PROBLEM TO WORK ON | Reproduce only the lines from the line containing "let poller = Poller::new(config.poll_interval())" to the end of the entries below, including both of those lines.

MATERIAL SUPPLIED |
+ + + +

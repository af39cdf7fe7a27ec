// Copyright 2026, Jeroen van Erp <jeroen@geeko.me>
// SPDX-License-Identifier: Apache-2.0
use anyhow::{Context, Result};
use clap::{Parser, Subcommand};
use std::path::PathBuf;
use std::sync::Arc;
use std::time::Duration;
use tracing::info;
use tracing_subscriber::EnvFilter;

use sonarstack::config::Config;
use sonarstack::constants::poll;
use sonarstack::kubernetes::{create_client, TypeCatalog};
use sonarstack::manifest::ApplyMode;
use sonarstack::pipeline::{DeployPipeline, TeardownPipeline};
use sonarstack::secrets::AwsSecretStore;
use sonarstack::sonar::SonarTokenClient;
use sonarstack::wait::Poller;

/// Provision a PostgreSQL-backed SonarQube stack on Kubernetes
#[derive(Parser, Debug)]
#[command(name = "sonarstack", version)]
struct Cli {
    #[command(subcommand)]
    command: Command,

    /// Deployment configuration
    #[arg(long, global = true, default_value = "config.json")]
    config: PathBuf,

    /// Cloud identity configuration
    #[arg(long, global = true, default_value = "../config_crd.json")]
    auth_config: PathBuf,

    /// Kubeconfig file; inferred from the environment when absent
    #[arg(long, global = true)]
    kubeconfig: Option<PathBuf>,

    /// Kubeconfig context to use
    #[arg(long, global = true)]
    context: Option<String>,
}

#[derive(Subcommand, Debug)]
enum Command {
    /// Create the database and SonarQube stacks
    Deploy {
        /// Use server-side apply, so existing objects are updated instead of rejected
        #[arg(long)]
        upsert: bool,

        /// Give up on any single readiness wait after this many seconds
        #[arg(long)]
        wait_timeout_secs: Option<u64>,
    },
    /// Delete both stacks and the published secret
    Destroy {
        #[arg(long)]
        wait_timeout_secs: Option<u64>,
    },
}

#[tokio::main]
async fn main() -> Result<()> {
    tracing_subscriber::fmt()
        .with_env_filter(
            EnvFilter::try_from_default_env().unwrap_or_else(|_| EnvFilter::new("info")),
        )
        .init();

    let cli = Cli::parse();

    let config = Config::load(&cli.config, &cli.auth_config).with_context(|| {
        format!(
            "Failed to load configuration from {} and {}",
            cli.config.display(),
            cli.auth_config.display()
        )
    })?;
    info!(
        "Configuration loaded: cluster={}, database namespace={}, SonarQube namespace={}",
        config.deploy.cluster_name, config.deploy.database_namespace, config.deploy.sonar_namespace
    );

    let client = create_client(cli.kubeconfig.as_deref(), cli.context.as_deref()).await?;
    info!("Connected to Kubernetes cluster");

    let secret_store = Arc::new(AwsSecretStore::new(&config.auth).await);

    match cli.command {
        Command::Deploy {
            upsert,
            wait_timeout_secs,
        } => {
            let catalog = Arc::new(TypeCatalog::discover(&client).await?);

            let mode = if upsert {
                ApplyMode::Upsert
            } else {
                ApplyMode::Create
            };
            let poller = Poller::new(config.poll_interval())
                .with_deadline(wait_timeout_secs.map(Duration::from_secs));

            let mut pipeline = DeployPipeline::new(
                client,
                catalog,
                config,
                mode,
                secret_store,
                Arc::new(SonarTokenClient::new()),
            )
            .with_poller(poller);

            let ctx = pipeline.run().await?;
            if let Some(url) = ctx.sonar_host_url() {
                info!("SonarQube is available at {}", url);
            }
        }
        Command::Destroy { wait_timeout_secs } => {
            let poller = Poller::new(Duration::from_secs(poll::ABSENCE_INTERVAL_SECS))
                .with_deadline(wait_timeout_secs.map(Duration::from_secs));

            TeardownPipeline::new(client, config, secret_store)
                .with_poller(poller)
                .run()
                .await?;
        }
    }

    Ok(())
}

+ + + +

REPLY TO THE TASK |
            let poller = Poller::new(config.poll_interval())
                .with_deadline(wait_timeout_secs.map(Duration::from_secs));

            let mut pipeline = DeployPipeline::new(
                client,
                catalog,
                config,
                mode,
                secret_store,
                Arc::new(SonarTokenClient::new()),
            )
            .with_poller(poller);

            let ctx = pipeline.run().await?;
            if let Some(url) = ctx.sonar_host_url() {
                info!("SonarQube is available at {}", url);
            }
        }
        Command::Destroy { wait_timeout_secs } => {
            let poller = Poller::new(Duration::from_secs(poll::ABSENCE_INTERVAL_SECS))
                .with_deadline(wait_timeout_secs.map(Duration::from_secs));

            TeardownPipeline::new(client, config, secret_store)
                .with_poller(poller)
                .run()
                .await?;
        }
    }

    Ok(())
}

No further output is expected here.